-- Opening Marker --

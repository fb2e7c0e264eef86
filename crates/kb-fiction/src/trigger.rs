//! Scripted events checked once per turn.

use kb_core::{Flag, World};

use crate::config::GameConfig;
use crate::player::PlayerState;
use crate::scripts::story;

/// A story event that fires on its own when its conditions hold.
#[derive(Debug, Clone, Copy, PartialEq, Eq)]
pub enum Trigger {
    /// The encrypted message appears on the home computer.
    FirstMessage,
    /// The public phone starts ringing.
    PhoneRing,
}

impl Trigger {
    /// Evaluation order.
    pub const ORDER: [Trigger; 2] = [Trigger::FirstMessage, Trigger::PhoneRing];

    /// Whether the preconditions hold. Armed triggers still roll [`Trigger::chance`].
    pub fn armed(self, state: &PlayerState) -> bool {
        let here = state.location.as_str();
        match self {
            Self::FirstMessage => here == story::APARTMENT && !state.has(Flag::FirstMessageReceived),
            Self::PhoneRing => {
                here == story::STRASSE
                    && state.has(Flag::DisketteRead)
                    && !state.has(Flag::PhoneRinging)
                    && !state.has(Flag::OracleContacted)
            }
        }
    }

    /// Chance to fire per armed turn.
    pub fn chance(self, config: &GameConfig) -> f64 {
        match self {
            Self::FirstMessage => 1.0,
            Self::PhoneRing => config.ring_chance,
        }
    }
}

/// Triggers do not run while the player is logged in or inside the forum.
pub fn suspended(state: &PlayerState, world: &World) -> bool {
    state.has(Flag::LoggedIn)
        || world
            .location(&state.location)
            .is_some_and(|l| l.requires_login)
}

#[cfg(test)]
mod tests {
    use super::*;
    use kb_core::LocationId;

    fn state_at(id: &str) -> PlayerState {
        PlayerState::new(LocationId::new(id), 10)
    }

    #[test]
    fn first_message_only_at_home_and_once() {
        let mut state = state_at(story::APARTMENT);
        assert!(Trigger::FirstMessage.armed(&state));
        state.set(Flag::FirstMessageReceived);
        assert!(!Trigger::FirstMessage.armed(&state));
        assert!(!Trigger::FirstMessage.armed(&state_at(story::STRASSE)));
    }

    #[test]
    fn phone_needs_diskette_read_on_the_street() {
        let mut state = state_at(story::STRASSE);
        assert!(!Trigger::PhoneRing.armed(&state));
        state.set(Flag::DisketteRead);
        assert!(Trigger::PhoneRing.armed(&state));
        state.set(Flag::PhoneRinging);
        assert!(!Trigger::PhoneRing.armed(&state));
        state.clear(Flag::PhoneRinging);
        state.set(Flag::OracleContacted);
        assert!(!Trigger::PhoneRing.armed(&state));
    }

    #[test]
    fn suspended_when_logged_in_or_in_forum() {
        let world = World::embedded().unwrap();
        let mut state = state_at(story::APARTMENT);
        assert!(!suspended(&state, &world));
        state.set(Flag::LoggedIn);
        assert!(suspended(&state, &world));
        state.clear(Flag::LoggedIn);
        state.move_to(LocationId::new(story::KANINCHENBAU_FORUM));
        assert!(suspended(&state, &world));
    }

    #[test]
    fn chances_follow_config() {
        let cfg = GameConfig::default().with_ring_chance(0.5);
        assert!((Trigger::PhoneRing.chance(&cfg) - 0.5).abs() < f64::EPSILON);
        assert!((Trigger::FirstMessage.chance(&cfg) - 1.0).abs() < f64::EPSILON);
    }
}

-- Closing Marker --

All lines holding the word "story" must be copied from the data.

• _Reply to the exercise_:
use crate::scripts::story;
/// A story event that fires on its own when its conditions hold.
            Self::FirstMessage => here == story::APARTMENT && !state.has(Flag::FirstMessageReceived),
                here == story::STRASSE
        let mut state = state_at(story::APARTMENT);
        assert!(!Trigger::FirstMessage.armed(&state_at(story::STRASSE)));
        let mut state = state_at(story::STRASSE);
        let mut state = state_at(story::APARTMENT);
        state.move_to(LocationId::new(story::KANINCHENBAU_FORUM));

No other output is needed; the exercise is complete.